Everybody wants a piece of the TTC's payment action
The specs for the TTC's open fare payment system have been requested by no fewer than 68 parties, including major credit card companies, banks and even Accenture, the company that won the $250 million contract to design the province's rival transit farecard, Presto, which the TTC doesn't want to install.
Some of those names, ranging from newspaper reporters to Metrolinx officials, aren't likely to register as official bidders. But it will be Monday before the TTC publicly announces which companies on the long list are making a serious play for the business, worth about $900 million annually.
The business opportunity is extreme, given that TTC ridership continues to climb and the Canadian market for micro-payments is only going to expand. Transit fares are considered a great gateway to convincing more of us to convert to the so-called contactless credit and debit card for those small purchases we're now transacting in cash.
"The card is the same card you use to buy your newspaper and coffee," Mastercard vice-president Cathleen Conforti told The Toronto Star this summer in a phone interview from her New York office.
She wasn't coy about the company's interest in the TTC and used the Mastercard experience on New York transit by way of example.
"You can use your card to go buy a Metrocard.
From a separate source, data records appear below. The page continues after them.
//! Classification of historical (executed or rejected) transactions.

use alloy_primitives::U256;

use crate::config::NATIVE_CURRENCY;
use crate::decode::decode_known_call;
use crate::format::{format_ether, format_units};
use crate::model::{HistoryTransaction, MultisigTransaction, Transfer};

/// Fields derived from one history feed entry.
///
/// `source` carries the full address as the feed serves it; display
/// layers truncate it (`format::truncate_hex`).
#[derive(Debug, Clone, PartialEq, Eq, serde::Serialize)]
pub struct HistoryView {
    pub source: String,
    pub currency: String,
    pub value: String,
    pub request: String,
}

/// Derives source, currency, value and request for a history entry.
///
/// Dispatches on the feed tag to one of three extraction routines; every
/// routine degrades to a fallback string instead of failing.
pub fn describe_history(tx: &HistoryTransaction) -> HistoryView {
    match tx {
        HistoryTransaction::Ethereum {
            from, transfers, ..
        } => HistoryView {
            source: from.map(|a| a.to_string()).unwrap_or_else(|| "-".to_string()),
            currency: transfer_currency(transfers.first(), NATIVE_CURRENCY),
            value: transfer_value(transfers.first()),
            request: "Received".to_string(),
        },
        HistoryTransaction::Multisig(tx) => HistoryView {
            source: tx
                .confirmations
                .first()
                .map(|c| c.owner.to_string())
                .unwrap_or_else(|| "-".to_string()),
            currency: transfer_currency(tx.transfers.first(), NATIVE_CURRENCY),
            // Multisig rows report the native amount of the first
            // transfer.
            value: format_ether(
                tx.transfers
                    .first()
                    .map(Transfer::amount)
                    .unwrap_or(U256::ZERO),
            ),
            request: multisig_request(tx),
        },
        HistoryTransaction::Module {
            module, transfers, ..
        } => HistoryView {
            source: "-".to_string(),
            currency: transfer_currency(transfers.first(), ""),
            value: transfer_value(transfers.first()),
            request: module.to_string(),
        },
    }
}

/// Token amount of a transfer formatted with its declared decimals,
/// defaulting to 18 when the token does not declare any.
fn transfer_value(transfer: Option<&Transfer>) -> String {
    let Some(transfer) = transfer else {
        return format_ether(U256::ZERO);
    };
    match transfer.token_address {
        // Native transfer.
        None => format_ether(transfer.amount()),
        Some(_) => {
            let decimals = transfer
                .token_info
                .as_ref()
                .and_then(|info| info.decimals)
                .unwrap_or(18);
            format_units(transfer.amount(), decimals)
        }
    }
}

fn transfer_currency(transfer: Option<&Transfer>, native_label: &str) -> String {
    match transfer.and_then(|t| t.token_address) {
        None => native_label.to_string(),
        Some(_) => transfer
            .and_then(|t| t.token_info.as_ref())
            .and_then(|info| info.symbol.clone())
            .unwrap_or_default(),
    }
}

/// Request label for an executed multisig transaction: decoded function
/// name, else "Sent" for plain value transfers, else the rejection
/// placeholder convention.
fn multisig_request(tx: &MultisigTransaction) -> String {
    if let Some(data) = tx.data_bytes() {
        return match decode_known_call(&data) {
            Some(name) => name.to_string(),
            None => "Could not decode".to_string(),
        };
    }
    if tx.amount() > U256::ZERO {
        "Sent".to_string()
    } else {
        // No data and no value is the rejection placeholder shape.
        "Rejection".to_string()
    }
}

#[cfg(test)]
mod tests {
    use super::*;
    use alloy_primitives::Address;
    use pretty_assertions::assert_eq;
    use serde_json::json;

    #[test]
    fn ethereum_token_transfer_uses_declared_decimals() {
        let tx: HistoryTransaction = serde_json::from_value(json!({
            "txType": "ETHEREUM_TRANSACTION",
            "from": "0x1111111111111111111111111111111111111111",
            "transfers": [{
                "value": "1000000",
                "tokenAddress": "0x4ecaba5870353805a9f068101a40e0f32ed605c6",
                "tokenInfo": {"symbol": "USDT", "decimals": 6}
            }]
        }))
        .unwrap();

        let view = describe_history(&tx);
        assert_eq!(view.value, "1.0");
        assert_eq!(view.currency, "USDT");
        assert_eq!(view.request, "Received");
        // The sender passes through untruncated.
        assert_eq!(
            view.source.to_lowercase(),
            "0x1111111111111111111111111111111111111111"
        );
    }

    #[test]
    fn ethereum_native_transfer_reports_xdai() {
        let tx: HistoryTransaction = serde_json::from_value(json!({
            "txType": "ETHEREUM_TRANSACTION",
            "from": "0x1111111111111111111111111111111111111111",
            "transfers": [{"value": "1500000000000000000"}]
        }))
        .unwrap();

        let view = describe_history(&tx);
        assert_eq!(view.value, "1.5");
        assert_eq!(view.currency, "xDai");
    }

    #[test]
    fn token_without_decimals_defaults_to_eighteen() {
        let tx: HistoryTransaction = serde_json::from_value(json!({
            "txType": "ETHEREUM_TRANSACTION",
            "transfers": [{
                "value": "1000000000000000000",
                "tokenAddress": "0xd4fdec44db9d44b8f2b6d529620f9c0c7066a2c1",
                "tokenInfo": {"symbol": "wxHOPR"}
            }]
        }))
        .unwrap();

        let view = describe_history(&tx);
        assert_eq!(view.value, "1.0");
        assert_eq!(view.source, "-");
    }

    #[test]
    fn multisig_history_decodes_request() {
        let transfer_data = crate::calldata::unwrap(
            &crate::config::Addresses::default(),
            alloy_primitives::U256::from(1u64),
        );
        let tx: HistoryTransaction = serde_json::from_value(json!({
            "txType": "MULTISIG_TRANSACTION",
            "safe": "0x2222222222222222222222222222222222222222",
            "to": "0xd4fdec44db9d44b8f2b6d529620f9c0c7066a2c1",
            "value": "0",
            "data": format!("0x{}", hex::encode(&transfer_data)),
            "nonce": 3,
            "confirmationsRequired": 1,
            "confirmations": [{"owner": "0x1111111111111111111111111111111111111111"}]
        }))
        .unwrap();

        let view = describe_history(&tx);
        assert_eq!(view.request, "transfer");
        assert_eq!(view.currency, "xDai");
        assert_eq!(view.value, "0.0");
    }

    #[test]
    fn multisig_history_without_data_is_sent_or_rejection() {
        let mut base = json!({
            "txType": "MULTISIG_TRANSACTION",
            "safe": "0x2222222222222222222222222222222222222222",
            "to": "0x2222222222222222222222222222222222222222",
            "value": "5",
            "nonce": 3,
            "confirmationsRequired": 1
        });

        let sent: HistoryTransaction = serde_json::from_value(base.clone()).unwrap();
        assert_eq!(describe_history(&sent).request, "Sent");

        base["value"] = json!("0");
        let rejection: HistoryTransaction = serde_json::from_value(base).unwrap();
        assert_eq!(describe_history(&rejection).request, "Rejection");
    }

    #[test]
    fn module_history_passes_module_through() {
        let module: Address = "0x683d3859dfb5a8c0f00703f9466f4cc09a6431d2".parse().unwrap();
        let tx: HistoryTransaction = serde_json::from_value(json!({
            "txType": "MODULE_TRANSACTION",
            "module": module.to_string(),
            "transfers": [{
                "value": "2000000",
                "tokenAddress": "0x4ecaba5870353805a9f068101a40e0f32ed605c6",
                "tokenInfo": {"symbol": "USDT", "decimals": 6}
            }]
        }))
        .unwrap();

        let view = describe_history(&tx);
        assert_eq!(view.source, "-");
        assert_eq!(view.value, "2.0");
        assert_eq!(view.currency, "USDT");
        assert_eq!(view.request, module.to_string());
    }
}
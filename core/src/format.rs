//! Display formatting for token amounts and addresses.

use alloy_primitives::{Address, U256};

/// Formats a raw token amount using the token's decimal precision.
///
/// Trailing zeros in the fractional part are trimmed, but at least one
/// digit is kept: 1_000_000 at 6 decimals formats as `"1.0"`, not `"1"`.
pub fn format_units(value: U256, decimals: u8) -> String {
    if decimals == 0 {
        return format!("{value}.0");
    }

    let base = U256::from(10u64).pow(U256::from(decimals as u64));
    let integer = value / base;
    let fraction = value % base;

    let mut frac = fraction.to_string();
    while frac.len() < decimals as usize {
        frac.insert(0, '0');
    }
    while frac.len() > 1 && frac.ends_with('0') {
        frac.pop();
    }

    format!("{integer}.{frac}")
}

/// Formats a wei amount as the native currency (18 decimals).
pub fn format_ether(value: U256) -> String {
    format_units(value, 18)
}

/// Truncates an address for display: `0xd057...2a08`.
pub fn truncate_address(address: &Address) -> String {
    truncate_hex(&address.to_string())
}

/// Truncates a hex string the same way. Strings at or below the
/// truncated length pass through unchanged, so applying this twice is a
/// no-op.
pub fn truncate_hex(value: &str) -> String {
    if value.len() <= 13 {
        return value.to_string();
    }
    format!("{}...{}", &value[..6], &value[value.len() - 4..])
}

/// Parses a decimal amount string as served by the relay.
///
/// Malformed values degrade to zero; an undecodable amount must still
/// render a row rather than break the list.
pub fn parse_amount(value: &str) -> U256 {
    match U256::from_str_radix(value, 10) {
        Ok(v) => v,
        Err(_) => {
            log::warn!("unparseable amount in relay feed: {value:?}");
            U256::ZERO
        }
    }
}

#[cfg(test)]
mod tests {
    use super::*;
    use pretty_assertions::assert_eq;

    #[test]
    fn formats_six_decimal_token() {
        assert_eq!(format_units(U256::from(1_000_000u64), 6), "1.0");
        assert_eq!(format_units(U256::from(1_500_000u64), 6), "1.5");
        assert_eq!(format_units(U256::from(12_345_678u64), 6), "12.345678");
    }

    #[test]
    fn formats_ether() {
        assert_eq!(format_ether(U256::from(1_000_000_000_000_000_000u64)), "1.0");
        assert_eq!(format_ether(U256::from(1_500_000_000_000_000_000u64)), "1.5");
        assert_eq!(format_ether(U256::ZERO), "0.0");
    }

    #[test]
    fn keeps_leading_fraction_zeros() {
        assert_eq!(format_units(U256::from(1_050_000u64), 6), "1.05");
        assert_eq!(format_units(U256::from(50_000u64), 6), "0.05");
    }

    #[test]
    fn zero_decimals_formats_as_whole() {
        assert_eq!(format_units(U256::from(42u64), 0), "42.0");
    }

    #[test]
    fn truncates_address() {
        let addr: Address = "0xd057604a14982fe8d88c5fc25aac3267ea142a08"
            .parse()
            .unwrap();
        let short = truncate_address(&addr);
        assert!(short.starts_with("0x"));
        assert_eq!(short.len(), 13);
        assert!(short.contains("..."));
    }

    #[test]
    fn hex_truncation_is_idempotent() {
        let full = "0xd057604a14982fe8d88c5fc25aac3267ea142a08";
        let short = truncate_hex(full);
        assert_eq!(short, "0xd057...2a08");
        assert_eq!(truncate_hex(&short), short);
        assert_eq!(truncate_hex("-"), "-");
    }

    #[test]
    fn parses_relay_amounts() {
        assert_eq!(parse_amount("1000000"), U256::from(1_000_000u64));
        assert_eq!(parse_amount("0"), U256::ZERO);
        assert_eq!(parse_amount("not-a-number"), U256::ZERO);
    }
}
You register for your monthly pass and give them your credit card information and you tap with your card every day and the payment platform knows you have that. The most important thing we're supplying is the convenience for the consumer," she said.
And there's no hassle for the rider in terms of converting to a special credit card, said Comforti.
"Over 99 per cent of active cards are PayPass enabled. In Canada you do not have an issue in enabling consumer cards. Globally,... it is a feature everybody wants on their card," she said.
Her company, which is on the TTC list, has been involved in transit for years in Salt Lake City, Paris, Liverpool, Warsaw and Taiwan.